Task details | Please report the number of lines in the entries below that contain "CompiledSelector", with nothing added.

[Start of section]

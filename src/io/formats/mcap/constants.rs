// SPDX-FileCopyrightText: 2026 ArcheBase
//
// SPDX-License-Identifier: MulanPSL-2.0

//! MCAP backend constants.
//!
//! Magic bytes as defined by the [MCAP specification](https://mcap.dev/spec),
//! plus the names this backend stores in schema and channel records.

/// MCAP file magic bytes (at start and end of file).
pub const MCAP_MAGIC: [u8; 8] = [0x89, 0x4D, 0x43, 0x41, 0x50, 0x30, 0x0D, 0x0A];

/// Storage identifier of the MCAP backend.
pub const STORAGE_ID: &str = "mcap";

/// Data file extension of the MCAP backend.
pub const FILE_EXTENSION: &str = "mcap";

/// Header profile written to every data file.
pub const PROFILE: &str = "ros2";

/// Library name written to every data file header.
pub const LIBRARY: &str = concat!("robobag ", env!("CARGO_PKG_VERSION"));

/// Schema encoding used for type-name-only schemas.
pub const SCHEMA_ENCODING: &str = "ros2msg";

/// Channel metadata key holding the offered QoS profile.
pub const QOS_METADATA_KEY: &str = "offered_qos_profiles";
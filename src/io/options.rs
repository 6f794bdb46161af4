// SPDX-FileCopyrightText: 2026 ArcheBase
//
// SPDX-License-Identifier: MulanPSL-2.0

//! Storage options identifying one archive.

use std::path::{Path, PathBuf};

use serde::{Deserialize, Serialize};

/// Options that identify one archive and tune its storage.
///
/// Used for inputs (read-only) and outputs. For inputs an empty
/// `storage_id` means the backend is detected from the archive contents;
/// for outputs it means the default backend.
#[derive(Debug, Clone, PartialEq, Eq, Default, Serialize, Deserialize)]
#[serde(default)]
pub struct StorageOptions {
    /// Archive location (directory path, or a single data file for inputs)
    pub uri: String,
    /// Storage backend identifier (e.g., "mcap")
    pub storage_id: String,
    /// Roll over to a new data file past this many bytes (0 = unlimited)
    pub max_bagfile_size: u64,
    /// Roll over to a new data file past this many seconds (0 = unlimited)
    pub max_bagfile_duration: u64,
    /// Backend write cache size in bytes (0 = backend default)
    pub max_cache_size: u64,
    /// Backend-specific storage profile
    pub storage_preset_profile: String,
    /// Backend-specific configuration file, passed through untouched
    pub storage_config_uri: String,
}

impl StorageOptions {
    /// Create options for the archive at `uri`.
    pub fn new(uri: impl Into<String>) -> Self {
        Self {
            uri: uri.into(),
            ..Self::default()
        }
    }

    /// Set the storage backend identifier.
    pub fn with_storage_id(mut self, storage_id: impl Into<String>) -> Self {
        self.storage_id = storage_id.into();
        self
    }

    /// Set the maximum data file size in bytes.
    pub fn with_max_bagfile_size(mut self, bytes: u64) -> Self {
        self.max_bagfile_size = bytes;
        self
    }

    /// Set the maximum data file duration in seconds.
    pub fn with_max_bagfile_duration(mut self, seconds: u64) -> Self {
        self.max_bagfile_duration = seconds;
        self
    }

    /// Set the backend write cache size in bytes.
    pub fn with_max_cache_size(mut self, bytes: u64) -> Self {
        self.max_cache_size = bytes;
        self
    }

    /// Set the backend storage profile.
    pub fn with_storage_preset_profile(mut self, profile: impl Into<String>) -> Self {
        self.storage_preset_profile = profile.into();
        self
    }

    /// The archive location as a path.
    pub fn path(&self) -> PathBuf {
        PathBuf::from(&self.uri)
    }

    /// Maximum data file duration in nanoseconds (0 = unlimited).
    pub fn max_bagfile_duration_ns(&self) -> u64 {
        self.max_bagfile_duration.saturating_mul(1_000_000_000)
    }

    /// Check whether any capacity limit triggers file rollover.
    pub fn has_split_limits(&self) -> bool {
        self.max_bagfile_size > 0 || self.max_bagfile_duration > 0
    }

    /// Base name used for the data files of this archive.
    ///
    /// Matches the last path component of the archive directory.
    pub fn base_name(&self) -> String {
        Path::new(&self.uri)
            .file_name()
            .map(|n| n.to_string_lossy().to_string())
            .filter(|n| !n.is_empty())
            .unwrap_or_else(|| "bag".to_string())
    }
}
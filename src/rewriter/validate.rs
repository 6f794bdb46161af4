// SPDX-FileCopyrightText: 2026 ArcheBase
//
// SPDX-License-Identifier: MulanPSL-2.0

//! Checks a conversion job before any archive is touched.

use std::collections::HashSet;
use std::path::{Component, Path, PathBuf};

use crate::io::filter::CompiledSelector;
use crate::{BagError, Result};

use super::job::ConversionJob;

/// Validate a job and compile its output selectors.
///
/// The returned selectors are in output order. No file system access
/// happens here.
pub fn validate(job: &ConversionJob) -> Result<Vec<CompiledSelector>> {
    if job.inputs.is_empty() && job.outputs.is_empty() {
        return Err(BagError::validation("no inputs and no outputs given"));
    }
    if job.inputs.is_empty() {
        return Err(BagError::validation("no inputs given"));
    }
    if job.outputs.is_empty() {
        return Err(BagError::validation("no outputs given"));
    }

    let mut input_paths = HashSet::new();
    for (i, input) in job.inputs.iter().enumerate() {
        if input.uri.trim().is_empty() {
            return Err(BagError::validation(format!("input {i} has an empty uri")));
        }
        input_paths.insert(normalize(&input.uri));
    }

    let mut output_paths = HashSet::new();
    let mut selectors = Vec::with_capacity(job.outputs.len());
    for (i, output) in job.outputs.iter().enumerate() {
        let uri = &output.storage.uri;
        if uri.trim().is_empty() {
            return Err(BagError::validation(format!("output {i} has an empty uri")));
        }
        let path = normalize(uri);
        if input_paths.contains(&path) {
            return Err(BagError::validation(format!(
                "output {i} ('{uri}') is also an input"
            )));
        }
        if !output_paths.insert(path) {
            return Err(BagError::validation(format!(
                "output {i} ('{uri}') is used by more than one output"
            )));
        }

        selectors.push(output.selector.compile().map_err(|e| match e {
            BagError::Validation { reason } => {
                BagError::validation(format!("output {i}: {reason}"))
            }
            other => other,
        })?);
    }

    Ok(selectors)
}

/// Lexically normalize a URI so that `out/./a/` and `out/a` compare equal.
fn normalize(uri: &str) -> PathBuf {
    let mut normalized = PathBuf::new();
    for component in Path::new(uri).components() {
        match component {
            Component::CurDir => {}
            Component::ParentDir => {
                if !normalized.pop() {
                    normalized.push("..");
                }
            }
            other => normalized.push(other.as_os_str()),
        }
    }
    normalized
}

[End of section]
[Start of section]

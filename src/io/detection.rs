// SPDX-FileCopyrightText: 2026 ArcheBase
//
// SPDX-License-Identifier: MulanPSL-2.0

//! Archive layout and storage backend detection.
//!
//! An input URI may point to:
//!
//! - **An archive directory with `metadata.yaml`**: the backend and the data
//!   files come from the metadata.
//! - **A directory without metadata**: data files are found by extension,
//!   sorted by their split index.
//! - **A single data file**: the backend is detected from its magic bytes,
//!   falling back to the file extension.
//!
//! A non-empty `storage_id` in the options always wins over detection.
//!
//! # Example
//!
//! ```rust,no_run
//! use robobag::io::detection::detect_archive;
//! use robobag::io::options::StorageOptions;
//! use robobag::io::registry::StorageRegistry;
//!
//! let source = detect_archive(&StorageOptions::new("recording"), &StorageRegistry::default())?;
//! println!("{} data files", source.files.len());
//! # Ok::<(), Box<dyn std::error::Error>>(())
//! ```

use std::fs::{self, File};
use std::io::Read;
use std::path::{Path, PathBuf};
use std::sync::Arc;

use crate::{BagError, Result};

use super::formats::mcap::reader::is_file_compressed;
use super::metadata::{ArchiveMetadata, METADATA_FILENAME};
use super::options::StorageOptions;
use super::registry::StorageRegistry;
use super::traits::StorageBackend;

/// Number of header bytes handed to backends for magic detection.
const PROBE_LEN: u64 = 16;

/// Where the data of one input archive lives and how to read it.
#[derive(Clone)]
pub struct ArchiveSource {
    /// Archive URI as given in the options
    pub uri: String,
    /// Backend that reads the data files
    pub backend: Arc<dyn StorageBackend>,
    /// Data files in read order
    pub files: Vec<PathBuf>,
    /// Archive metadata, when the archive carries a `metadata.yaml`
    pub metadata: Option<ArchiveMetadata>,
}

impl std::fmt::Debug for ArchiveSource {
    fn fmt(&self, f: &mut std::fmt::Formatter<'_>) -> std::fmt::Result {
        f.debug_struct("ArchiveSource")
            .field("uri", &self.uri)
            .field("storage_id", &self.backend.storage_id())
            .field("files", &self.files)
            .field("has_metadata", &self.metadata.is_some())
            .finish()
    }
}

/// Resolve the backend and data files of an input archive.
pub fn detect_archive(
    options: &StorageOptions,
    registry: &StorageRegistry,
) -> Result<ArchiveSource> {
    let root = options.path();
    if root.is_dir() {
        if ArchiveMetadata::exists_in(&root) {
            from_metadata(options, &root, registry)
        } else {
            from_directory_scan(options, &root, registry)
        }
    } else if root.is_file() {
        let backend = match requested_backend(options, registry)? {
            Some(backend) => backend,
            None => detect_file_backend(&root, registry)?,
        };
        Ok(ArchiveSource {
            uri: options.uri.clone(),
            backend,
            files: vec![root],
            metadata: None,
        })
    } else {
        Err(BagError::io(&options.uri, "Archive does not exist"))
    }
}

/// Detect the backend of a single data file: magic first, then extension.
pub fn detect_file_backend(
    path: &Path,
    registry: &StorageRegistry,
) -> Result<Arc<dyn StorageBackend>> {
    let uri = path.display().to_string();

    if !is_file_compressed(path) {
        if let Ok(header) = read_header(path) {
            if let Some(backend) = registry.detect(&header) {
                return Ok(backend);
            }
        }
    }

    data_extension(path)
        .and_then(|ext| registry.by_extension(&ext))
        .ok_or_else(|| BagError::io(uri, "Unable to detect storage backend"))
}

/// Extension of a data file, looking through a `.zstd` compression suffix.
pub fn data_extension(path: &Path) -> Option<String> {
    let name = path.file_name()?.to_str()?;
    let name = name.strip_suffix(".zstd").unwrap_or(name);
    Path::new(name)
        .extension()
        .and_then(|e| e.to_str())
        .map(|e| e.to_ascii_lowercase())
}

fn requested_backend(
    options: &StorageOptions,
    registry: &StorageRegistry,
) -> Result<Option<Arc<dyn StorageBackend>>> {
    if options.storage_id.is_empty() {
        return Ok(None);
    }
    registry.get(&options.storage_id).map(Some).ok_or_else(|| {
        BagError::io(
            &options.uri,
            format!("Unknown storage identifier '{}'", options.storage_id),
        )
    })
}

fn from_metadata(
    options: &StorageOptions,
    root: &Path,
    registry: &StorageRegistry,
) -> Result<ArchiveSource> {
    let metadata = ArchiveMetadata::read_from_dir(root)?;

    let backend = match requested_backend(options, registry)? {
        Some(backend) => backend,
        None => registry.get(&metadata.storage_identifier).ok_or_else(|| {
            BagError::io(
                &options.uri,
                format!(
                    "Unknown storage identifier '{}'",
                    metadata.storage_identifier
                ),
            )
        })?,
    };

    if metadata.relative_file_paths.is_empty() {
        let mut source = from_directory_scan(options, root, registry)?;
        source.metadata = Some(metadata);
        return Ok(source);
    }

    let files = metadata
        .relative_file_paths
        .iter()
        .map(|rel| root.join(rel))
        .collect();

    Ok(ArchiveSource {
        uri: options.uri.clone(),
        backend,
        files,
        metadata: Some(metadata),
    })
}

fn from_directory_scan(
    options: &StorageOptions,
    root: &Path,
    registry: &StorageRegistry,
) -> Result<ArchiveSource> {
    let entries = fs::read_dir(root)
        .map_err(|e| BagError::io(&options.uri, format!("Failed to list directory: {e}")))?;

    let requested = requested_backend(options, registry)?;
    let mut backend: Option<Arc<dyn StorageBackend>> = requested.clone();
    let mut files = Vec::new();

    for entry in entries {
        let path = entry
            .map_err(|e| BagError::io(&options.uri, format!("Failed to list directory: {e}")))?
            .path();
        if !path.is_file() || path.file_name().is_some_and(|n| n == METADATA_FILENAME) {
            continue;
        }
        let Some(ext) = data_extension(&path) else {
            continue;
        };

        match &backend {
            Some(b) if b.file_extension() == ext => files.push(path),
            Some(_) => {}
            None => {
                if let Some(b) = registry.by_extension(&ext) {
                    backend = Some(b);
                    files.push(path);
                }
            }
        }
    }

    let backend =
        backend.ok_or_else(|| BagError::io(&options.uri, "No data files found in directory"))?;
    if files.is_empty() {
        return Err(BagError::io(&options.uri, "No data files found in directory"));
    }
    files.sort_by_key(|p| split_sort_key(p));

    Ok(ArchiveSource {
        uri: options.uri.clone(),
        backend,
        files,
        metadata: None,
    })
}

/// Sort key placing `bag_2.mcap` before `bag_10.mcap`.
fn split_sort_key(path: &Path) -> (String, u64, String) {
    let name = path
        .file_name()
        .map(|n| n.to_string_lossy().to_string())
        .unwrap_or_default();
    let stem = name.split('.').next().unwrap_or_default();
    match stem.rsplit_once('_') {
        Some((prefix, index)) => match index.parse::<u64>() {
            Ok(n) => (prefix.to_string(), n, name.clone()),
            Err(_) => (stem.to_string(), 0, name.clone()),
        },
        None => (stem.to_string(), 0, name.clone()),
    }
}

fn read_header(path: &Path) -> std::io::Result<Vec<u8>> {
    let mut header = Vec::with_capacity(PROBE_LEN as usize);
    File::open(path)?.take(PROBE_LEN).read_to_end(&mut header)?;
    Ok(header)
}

[End of section]

The completed task | 2